Although the no-frills airline is seen as a relatively new enterprise, what was probably the world's first low-cost carrier would, if it were still in operation, be celebrating its 75th anniversary this year. Hillman's Airways, otherwise known as the Hillman Saloon Coaches and Airways Company, was launched by tour-bus company owner and one-time bicycle repairman Edward Hillman in 1932. Hillman initially provided a cut-price service for less well-off holidaymakers between the English towns of Romford and Clacton-on-Sea, and the next year added cheap six-seater flights to Paris. The carrier merged with several other small airlines in October 1935 to form British Airways. Hillman's Airways had made international headlines that year for what must be one of the most poignant episodes in the history of commercial aviation. Two American sisters, Jane and Elizabeth du Bois, aged 20 and 23, bought up all six seats on a flight to Paris and once the plane was airborne asked the pilot to close the cockpit door because they felt a draught. Later, the pilot checked to see whether they were comfortable, but the cabin was empty. Both girls, whose boyfriends had recently died in a plane crash in Italy, were seen from 1,200 metres below by workmen on the outskirts of London as they plummeted, hand in hand, to their deaths.

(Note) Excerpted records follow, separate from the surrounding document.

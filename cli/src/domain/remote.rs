//! Structured remote commands.
//!
//! Everything the deployer runs on a host is a [`RemoteCommand`]. Program
//! names, paths and arguments are quoted token by token when the command is
//! rendered for the remote shell; only [`RemoteCommand::Script`] carries raw
//! shell text, and that text is operator-authored (hooks, install/build
//! commands).

use std::fmt;

/// Quote `s` for a POSIX shell.
///
/// Strings made only of alphanumerics, `-`, `_` and `.` pass through; anything
/// else is wrapped in single quotes with embedded quotes escaped as `'\''`.
#[must_use]
pub fn shell_escape(s: &str) -> String {
    if s.is_empty() {
        return "''".to_string();
    }
    if s
        .chars()
        .all(|c| c.is_ascii_alphanumeric() || c == '-' || c == '_' || c == '.')
    {
        return s.to_string();
    }
    format!("'{}'", s.replace('\'', r"'\''"))
}

/// A command to run on a remote host.
#[derive(Debug, Clone, PartialEq, Eq)]
pub enum RemoteCommand {
    /// A program with an argument vector; every token is quoted.
    Exec {
        program: String,
        args: Vec<String>,
        cwd: Option<String>,
    },
    /// Trusted free-form shell text, run with `bash -lc`.
    Script { script: String, cwd: Option<String> },
}

impl RemoteCommand {
    /// Build an [`RemoteCommand::Exec`].
    pub fn exec<I, S>(program: &str, args: I) -> Self
    where
        I: IntoIterator<Item = S>,
        S: Into<String>,
    {
        Self::Exec {
            program: program.to_string(),
            args: args.into_iter().map(Into::into).collect(),
            cwd: None,
        }
    }

    /// Build a [`RemoteCommand::Script`].
    pub fn script(script: impl Into<String>) -> Self {
        Self::Script {
            script: script.into(),
            cwd: None,
        }
    }

    /// Run the command from `dir` instead of the login directory.
    #[must_use]
    pub fn in_dir(mut self, dir: &str) -> Self {
        match &mut self {
            Self::Exec { cwd, .. } | Self::Script { cwd, .. } => *cwd = Some(dir.to_string()),
        }
        self
    }

    /// Render as a single command line for the remote login shell.
    #[must_use]
    pub fn render(&self) -> String {
        let (body, cwd) = match self {
            Self::Exec { program, args, cwd } => {
                let mut tokens = Vec::with_capacity(args.len() + 1);
                tokens.push(shell_escape(program));
                tokens.extend(args.iter().map(|a| shell_escape(a)));
                (tokens.join(" "), cwd)
            }
            Self::Script { script, cwd } => (format!("bash -lc {}", shell_escape(script)), cwd),
        };
        match cwd {
            Some(dir) => format!("cd {} && {body}", shell_escape(dir)),
            None => body,
        }
    }

    /// Short description for progress output and error messages.
    ///
    /// Scripts are shown as written; exec commands as their unquoted argv.
    #[must_use]
    pub fn summary(&self) -> String {
        match self {
            Self::Exec { program, args, .. } => {
                let mut s = program.clone();
                for a in args {
                    s.push(' ');
                    s.push_str(a);
                }
                s
            }
            Self::Script { script, .. } => script.clone(),
        }
    }
}

impl fmt::Display for RemoteCommand {
    fn fmt(&self, f: &mut fmt::Formatter<'_>) -> fmt::Result {
        f.write_str(&self.render())
    }
}
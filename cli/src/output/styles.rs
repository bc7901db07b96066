//! Output styles using owo-colors stylesheet pattern

use owo_colors::Style;

/// Centralized stylesheet for CLI output colors.
#[derive(Default, Clone)]
pub struct Styles {
    /// Success messages (green)
    pub success: Style,
    /// Warning messages (yellow)
    pub warning: Style,
    /// Error messages (red)
    pub error: Style,
    /// Info messages (blue)
    pub info: Style,
    /// Dimmed/secondary text
    pub dim: Style,
    /// Bold text
    pub bold: Style,
    /// Headers/section titles
    pub header: Style,
    /// In-progress step arrows
    pub step: Style,
    /// Host label prefix
    pub host: Style,
}

impl Styles {
    /// Apply colors to the stylesheet.
    pub fn colorize(&mut self) {
        self.success = Style::new().green();
        self.warning = Style::new().yellow();
        self.error = Style::new().red();
        self.info = Style::new().blue();
        self.dim = Style::new().dimmed();
        self.bold = Style::new().bold();
        self.header = Style::new().bold().cyan();
        self.step = Style::new().cyan();
        self.host = Style::new().bold().magenta();
    }
}
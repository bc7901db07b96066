//! Application services: use-case orchestration.
//!
//! Each service module implements a single use-case by composing domain logic
//! with port trait calls. Services import only from `crate::domain` and
//! `crate::application::ports`: never from `crate::infra`, `crate::commands`,
//! or `crate::output`.

pub mod config_service;
pub mod deploy;
pub mod hooks;
pub mod release;
pub mod releases;
pub mod remote;
pub mod runtime_setup;
pub mod service_manager;
pub mod sync;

Due to start flying this month, Brussels Airlines has been formed by the merger of Virgin Express and SN Brussels Airlines and will operate on many obscure African routes (Conakry in Guinea, Yaounde in Cameroon, Kigali in Rwanda and so on). A Beijing service is also expected this year. To view what must surely be one of the most bizarre efforts at airline marketing ever conceived, go to www.brusselsairlines.com/com/home/commercial.aspx and scroll down to 'Watch the TV Spot'.